### [Work to be completed]
Please copy exactly the lines from the top of the data through the line containing "pub mod types;", and nothing else.

Stored data entries
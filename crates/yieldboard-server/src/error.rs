//! Startup errors.

use thiserror::Error;

use yieldboard_core::CoreError;

/// Errors that stop the server from starting.
#[derive(Debug, Error)]
pub enum ServerError {
    /// Configuration file could not be parsed.
    #[error("invalid configuration in {path}: {reason}")]
    Config {
        /// Source of the configuration.
        path: String,
        /// Parse failure.
        reason: String,
    },

    /// Instrument catalog is missing or malformed.
    #[error("catalog error: {0}")]
    Catalog(#[from] CoreError),

    /// Bind address is not a valid IP address.
    #[error("invalid bind address '{0}'")]
    InvalidAddress(String),

    /// I/O failure while reading configuration or serving.
    #[error(transparent)]
    Io(#[from] std::io::Error),
}
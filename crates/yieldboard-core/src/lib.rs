//! # Yieldboard Core
//!
//! Core types and the instrument catalog for the Yieldboard return comparison service.
//!
//! This crate provides the foundational building blocks used throughout Yieldboard:
//!
//! - **Types**: `InstrumentRecord`, `InstrumentId`, `RiskLevel`
//! - **Catalog**: The immutable, validated list of instruments loaded once at startup
//! - **Errors**: `CoreError` for malformed catalog data
//!
//! ## Example
//!
//! ```rust
//! use yieldboard_core::prelude::*;
//!
//! let catalog = Catalog::builtin();
//! assert_eq!(catalog.len(), 9);
//! assert!(catalog.iter().any(|r| r.id == InstrumentId::new("tbill-91")));
//! ```

#![warn(missing_docs)]
#![warn(clippy::all)]
#![warn(clippy::pedantic)]
#![allow(clippy::module_name_repetitions)]
#![allow(clippy::missing_errors_doc)]
#![allow(clippy::must_use_candidate)]
#![allow(clippy::doc_markdown)]
#![allow(clippy::uninlined_format_args)]

pub mod catalog;
pub mod error;
pub mod types;

/// Prelude module for convenient imports.
pub mod prelude {
    pub use crate::catalog::Catalog;
    pub use crate::error::{CoreError, CoreResult};
    pub use crate::types::{InstrumentId, InstrumentRecord, RiskLevel};
}

// Re-export commonly used types at crate root
pub use catalog::Catalog;
pub use error::{CoreError, CoreResult};
pub use types::{InstrumentId, InstrumentRecord, RiskLevel};
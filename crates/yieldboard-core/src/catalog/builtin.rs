//! Instruments compiled into the binary.

use rust_decimal::Decimal;
use rust_decimal_macros::dec;

use crate::types::{InstrumentId, InstrumentRecord, RiskLevel};

#[allow(clippy::too_many_arguments)]
fn instrument(
    id: &str,
    name: &str,
    provider: &str,
    kind: &str,
    rates: (Decimal, Decimal),
    maturity_days: Option<u32>,
    min_investment: Decimal,
    risk_level: RiskLevel,
    description: &str,
) -> InstrumentRecord {
    InstrumentRecord {
        id: InstrumentId::new(id),
        name: name.to_string(),
        provider: provider.to_string(),
        kind: kind.to_string(),
        annual_rate: rates.0,
        ytd_rate: rates.1,
        maturity_days,
        min_investment,
        risk_level,
        description: description.to_string(),
    }
}

/// Ghanaian T-bills, funds and deposit products, `(annual, ytd)` rates in percent.
pub(super) fn records() -> Vec<InstrumentRecord> {
    vec![
        instrument(
            "tbill-91",
            "91-Day Treasury Bill",
            "Bank of Ghana",
            "T-Bill",
            (dec!(27.5), dec!(26.8)),
            Some(91),
            dec!(100),
            RiskLevel::Low,
            "Short-term government security with 91-day maturity period.",
        ),
        instrument(
            "tbill-182",
            "182-Day Treasury Bill",
            "Bank of Ghana",
            "T-Bill",
            (dec!(28.2), dec!(27.5)),
            Some(182),
            dec!(100),
            RiskLevel::Low,
            "Medium-term government security with 182-day maturity period.",
        ),
        instrument(
            "tbill-365",
            "365-Day Treasury Bill",
            "Bank of Ghana",
            "T-Bill",
            (dec!(29.5), dec!(28.9)),
            Some(365),
            dec!(100),
            RiskLevel::Low,
            "Long-term government security with 1-year maturity period.",
        ),
        instrument(
            "achieve-digisave",
            "Achieve Digisave Mutual Fund",
            "Achieve Financial Services",
            "Mutual Fund",
            (dec!(25.0), dec!(24.2)),
            None,
            dec!(50),
            RiskLevel::Medium,
            "Digital savings mutual fund offering competitive returns with flexible access.",
        ),
        instrument(
            "achieve-fixed",
            "Achieve Fixed Deposit",
            "Achieve Financial Services",
            "Fixed Deposit",
            (dec!(30.0), dec!(29.1)),
            Some(365),
            dec!(500),
            RiskLevel::Low,
            "Fixed deposit product with guaranteed returns over a fixed term.",
        ),
        instrument(
            "ic-wealth",
            "IC Wealth Mutual Fund",
            "IC Securities",
            "Mutual Fund",
            (dec!(26.5), dec!(25.8)),
            None,
            dec!(100),
            RiskLevel::Medium,
            "Diversified mutual fund managed by IC Securities for wealth growth.",
        ),
        instrument(
            "affinity-future",
            "Affinity Future Account",
            "Affinity Capital",
            "Savings",
            (dec!(22.0), dec!(21.5)),
            None,
            dec!(50),
            RiskLevel::Low,
            "Future-focused savings account with competitive interest rates.",
        ),
        instrument(
            "epack",
            "E-Pack",
            "Databank",
            "Money Market",
            (dec!(24.5), dec!(23.8)),
            None,
            dec!(100),
            RiskLevel::Low,
            "Databank's electronic investment package for money market instruments.",
        ),
        instrument(
            "mfund",
            "M-Fund",
            "Databank",
            "Mutual Fund",
            (dec!(27.0), dec!(26.3)),
            None,
            dec!(200),
            RiskLevel::Medium,
            "Databank's flagship mutual fund for medium to long-term wealth creation.",
        ),
    ]
}
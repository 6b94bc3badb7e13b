//! # Yieldboard Analytics
//!
//! Return projections and rankings over the instrument catalog.
//!
//! - **Returns**: Compound projection over a holding period, simple year-to-date projection
//! - **Parameters**: Validated request inputs (`Capital`, `HoldingPeriod`) and the
//!   per-catalog `RankingLimits` keeping projections in decimal range
//! - **Ranking**: Catalog-wide projections ordered by earnings or by YTD rate
//!
//! Every function here is pure: the same catalog and parameters always give
//! the same, identically ordered output.
//!
//! ## Usage
//!
//! ```rust
//! use yieldboard_analytics::prelude::*;
//! use yieldboard_core::Catalog;
//!
//! let catalog = Catalog::builtin();
//! let report = rank_by_return(Capital::DEFAULT, HoldingPeriod::DEFAULT, &catalog);
//! assert_eq!(report.instrument_count, catalog.len());
//! assert_eq!(report.results[0].instrument.id.as_str(), "achieve-fixed");
//! ```

#![warn(missing_docs)]
#![warn(rustdoc::missing_crate_level_docs)]

pub mod error;
pub mod params;
pub mod ranking;
pub mod returns;

pub use error::{AnalyticsError, AnalyticsResult};
pub use params::{Capital, HoldingPeriod, RankingLimits};
pub use ranking::{rank_by_return, rank_by_ytd, ComparisonReport, ComparisonResult, YtdReport, YtdResult};
pub use returns::{compute_compound_return, compute_ytd_projection, CompoundReturn, YtdProjection};

/// Prelude module for convenient imports.
pub mod prelude {
    pub use crate::error::{AnalyticsError, AnalyticsResult};
    pub use crate::params::{Capital, HoldingPeriod, RankingLimits};
    pub use crate::ranking::{rank_by_return, rank_by_ytd, ComparisonReport, YtdReport};
    pub use crate::returns::{compute_compound_return, compute_ytd_projection};
}
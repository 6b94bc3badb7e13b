//! Catalog-wide projections and their ordering.
//!
//! Both rankings project every instrument in the catalog (no filtering) and
//! order the results with a stable sort, so instruments with equal keys keep
//! their catalog order. Neither can fail: inputs within
//! [`RankingLimits`](crate::params::RankingLimits) project exactly, and
//! amounts beyond them saturate at `Decimal::MAX`.

use serde::Serialize;

use yieldboard_core::{Catalog, InstrumentRecord};

use crate::params::{Capital, HoldingPeriod};
use crate::returns::{
    compound_return_saturating, ytd_projection_saturating, CompoundReturn, YtdProjection,
};

/// An instrument together with its compound projection.
#[derive(Debug, Clone, PartialEq, Serialize)]
pub struct ComparisonResult {
    /// The catalog record.
    #[serde(flatten)]
    pub instrument: InstrumentRecord,
    /// Projection for the requested capital and period.
    #[serde(flatten)]
    pub projection: CompoundReturn,
}

/// Instruments ranked by projected earnings.
#[derive(Debug, Clone, PartialEq, Serialize)]
#[serde(rename_all = "camelCase")]
pub struct ComparisonReport {
    /// Capital the projections were computed for.
    pub capital: Capital,
    /// Holding period the projections were computed for.
    pub period_months: HoldingPeriod,
    /// Number of instruments ranked; equals the catalog size.
    pub instrument_count: usize,
    /// Results, highest earnings first.
    pub results: Vec<ComparisonResult>,
}

/// An instrument together with its year-to-date projection.
#[derive(Debug, Clone, PartialEq, Serialize)]
pub struct YtdResult {
    /// The catalog record.
    #[serde(flatten)]
    pub instrument: InstrumentRecord,
    /// Projection for the requested capital.
    #[serde(flatten)]
    pub projection: YtdProjection,
}

/// Instruments ranked by year-to-date rate.
#[derive(Debug, Clone, PartialEq, Serialize)]
#[serde(rename_all = "camelCase")]
pub struct YtdReport {
    /// Capital the projections were computed for.
    pub capital: Capital,
    /// Number of instruments ranked; equals the catalog size.
    pub instrument_count: usize,
    /// Results, highest YTD rate first.
    pub results: Vec<YtdResult>,
}

/// Projects every instrument over `period` and ranks by earnings, descending.
pub fn rank_by_return(
    capital: Capital,
    period: HoldingPeriod,
    catalog: &Catalog,
) -> ComparisonReport {
    let mut results: Vec<ComparisonResult> = catalog
        .iter()
        .map(|instrument| ComparisonResult {
            instrument: instrument.clone(),
            projection: compound_return_saturating(
                capital.amount(),
                instrument.annual_rate,
                period.as_decimal(),
            ),
        })
        .collect();

    results.sort_by(|a, b| b.projection.earnings.cmp(&a.projection.earnings));

    ComparisonReport {
        capital,
        period_months: period,
        instrument_count: results.len(),
        results,
    }
}

/// Projects every instrument at its YTD rate and ranks by that rate, descending.
///
/// The key is the quoted rate, not the computed earnings; with one capital per
/// request the two orderings agree except where rounding would tie earnings.
pub fn rank_by_ytd(capital: Capital, catalog: &Catalog) -> YtdReport {
    let mut results: Vec<YtdResult> = catalog
        .iter()
        .map(|instrument| YtdResult {
            instrument: instrument.clone(),
            projection: ytd_projection_saturating(capital.amount(), instrument.ytd_rate),
        })
        .collect();

    results.sort_by(|a, b| b.instrument.ytd_rate.cmp(&a.instrument.ytd_rate));

    YtdReport {
        capital,
        instrument_count: results.len(),
        results,
    }
}
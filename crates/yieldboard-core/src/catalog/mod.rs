//! The instrument catalog.
//!
//! A [`Catalog`] is built once at startup, validated as a whole, and then only
//! read. There is no way to mutate a catalog after construction, so it can be
//! shared behind an `Arc` by any number of concurrent readers.

mod builtin;

use std::collections::HashSet;
use std::path::Path;

use log::{debug, info};

use crate::error::{CoreError, CoreResult};
use crate::types::InstrumentRecord;

/// Immutable, validated list of instruments in definition order.
#[derive(Debug, Clone, PartialEq)]
pub struct Catalog {
    records: Vec<InstrumentRecord>,
}

impl Catalog {
    /// Builds a catalog, checking every record and the catalog-wide invariants.
    ///
    /// # Errors
    ///
    /// - `CoreError::EmptyCatalog` if `records` is empty
    /// - `CoreError::InvalidInstrument` for the first record failing validation
    /// - `CoreError::DuplicateId` if two records share an id
    pub fn new(records: Vec<InstrumentRecord>) -> CoreResult<Self> {
        if records.is_empty() {
            return Err(CoreError::EmptyCatalog);
        }

        let mut seen = HashSet::with_capacity(records.len());
        for record in &records {
            record.validate()?;
            if !seen.insert(record.id.as_str()) {
                return Err(CoreError::duplicate_id(record.id.as_str()));
            }
        }

        debug!("validated catalog of {} instruments", records.len());
        Ok(Self { records })
    }

    /// The catalog compiled into the binary.
    pub fn builtin() -> Self {
        Self {
            records: builtin::records(),
        }
    }

    /// Parses and validates a catalog from a JSON array of instrument records.
    pub fn from_json_str(json: &str) -> CoreResult<Self> {
        let records: Vec<InstrumentRecord> =
            serde_json::from_str(json).map_err(|e| CoreError::catalog_parse(e.to_string()))?;
        Self::new(records)
    }

    /// Reads a catalog from a JSON file.
    pub fn from_json_file(path: impl AsRef<Path>) -> CoreResult<Self> {
        let path = path.as_ref();
        let content = std::fs::read_to_string(path).map_err(|e| CoreError::CatalogIo {
            path: path.display().to_string(),
            reason: e.to_string(),
        })?;
        let catalog = Self::from_json_str(&content)?;
        info!(
            "loaded {} instruments from {}",
            catalog.len(),
            path.display()
        );
        Ok(catalog)
    }

    /// Records in definition order.
    pub fn records(&self) -> &[InstrumentRecord] {
        &self.records
    }

    /// Iterates records in definition order.
    pub fn iter(&self) -> std::slice::Iter<'_, InstrumentRecord> {
        self.records.iter()
    }

    /// Number of instruments.
    pub fn len(&self) -> usize {
        self.records.len()
    }

    /// Always false for a constructed catalog.
    pub fn is_empty(&self) -> bool {
        self.records.is_empty()
    }
}

impl<'a> IntoIterator for &'a Catalog {
    type Item = &'a InstrumentRecord;
    type IntoIter = std::slice::Iter<'a, InstrumentRecord>;

    fn into_iter(self) -> Self::IntoIter {
        self.records.iter()
    }
}
//! Risk classification of an instrument.

use serde::{Deserialize, Serialize};
use std::fmt;

/// Risk band quoted for an instrument.
///
/// Serialized with the display labels used on the wire (`"LOW RISK"`, ...).
#[derive(Debug, Clone, Copy, PartialEq, Eq, Hash, Serialize, Deserialize)]
pub enum RiskLevel {
    /// Government paper, guaranteed deposits.
    #[serde(rename = "LOW RISK")]
    Low,
    /// Diversified funds.
    #[serde(rename = "MEDIUM RISK")]
    Medium,
    /// Anything else.
    #[serde(rename = "HIGH RISK")]
    High,
}

impl RiskLevel {
    /// Returns the wire label.
    #[must_use]
    pub fn label(&self) -> &'static str {
        match self {
            RiskLevel::Low => "LOW RISK",
            RiskLevel::Medium => "MEDIUM RISK",
            RiskLevel::High => "HIGH RISK",
        }
    }
}

impl fmt::Display for RiskLevel {
    fn fmt(&self, f: &mut fmt::Formatter<'_>) -> fmt::Result {
        write!(f, "{}", self.label())
    }
}

#[cfg(test)]
mod tests {
    use super::*;

    #[test]
    fn test_wire_labels() {
        assert_eq!(
            serde_json::to_string(&RiskLevel::Medium).unwrap(),
            "\"MEDIUM RISK\""
        );
        let parsed: RiskLevel = serde_json::from_str("\"HIGH RISK\"").unwrap();
        assert_eq!(parsed, RiskLevel::High);
    }

    #[test]
    fn test_unknown_label_rejected() {
        assert!(serde_json::from_str::<RiskLevel>("\"EXTREME RISK\"").is_err());
    }

    #[test]
    fn test_display_matches_label() {
        assert_eq!(RiskLevel::Low.to_string(), "LOW RISK");
    }
}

### [Task response]
filename crates/yieldboard-server/src/error.rs
//! Startup errors.

use thiserror::Error;

use yieldboard_core::CoreError;

/// Errors that stop the server from starting.
#[derive(Debug, Error)]
pub enum ServerError {
    /// Configuration file could not be parsed.
    #[error("invalid configuration in {path}: {reason}")]
    Config {
        /// Source of the configuration.
        path: String,
        /// Parse failure.
        reason: String,
    },

    /// Instrument catalog is missing or malformed.
    #[error("catalog error: {0}")]
    Catalog(#[from] CoreError),

    /// Bind address is not a valid IP address.
    #[error("invalid bind address '{0}'")]
    InvalidAddress(String),

    /// I/O failure while reading configuration or serving.
    #[error(transparent)]
    Io(#[from] std::io::Error),
}
filename crates/yieldboard-core/src/lib.rs
//! # Yieldboard Core
//!
//! Core types and the instrument catalog for the Yieldboard return comparison service.
//!
//! This crate provides the foundational building blocks used throughout Yieldboard:
//!
//! - **Types**: `InstrumentRecord`, `InstrumentId`, `RiskLevel`
//! - **Catalog**: The immutable, validated list of instruments loaded once at startup
//! - **Errors**: `CoreError` for malformed catalog data
//!
//! ## Example
//!
//! ```rust
//! use yieldboard_core::prelude::*;
//!
//! let catalog = Catalog::builtin();
//! assert_eq!(catalog.len(), 9);
//! assert!(catalog.iter().any(|r| r.id == InstrumentId::new("tbill-91")));
//! ```

#![warn(missing_docs)]
#![warn(clippy::all)]
#![warn(clippy::pedantic)]
#![allow(clippy::module_name_repetitions)]
#![allow(clippy::missing_errors_doc)]
#![allow(clippy::must_use_candidate)]
#![allow(clippy::doc_markdown)]
#![allow(clippy::uninlined_format_args)]

pub mod catalog;
pub mod error;
pub mod types;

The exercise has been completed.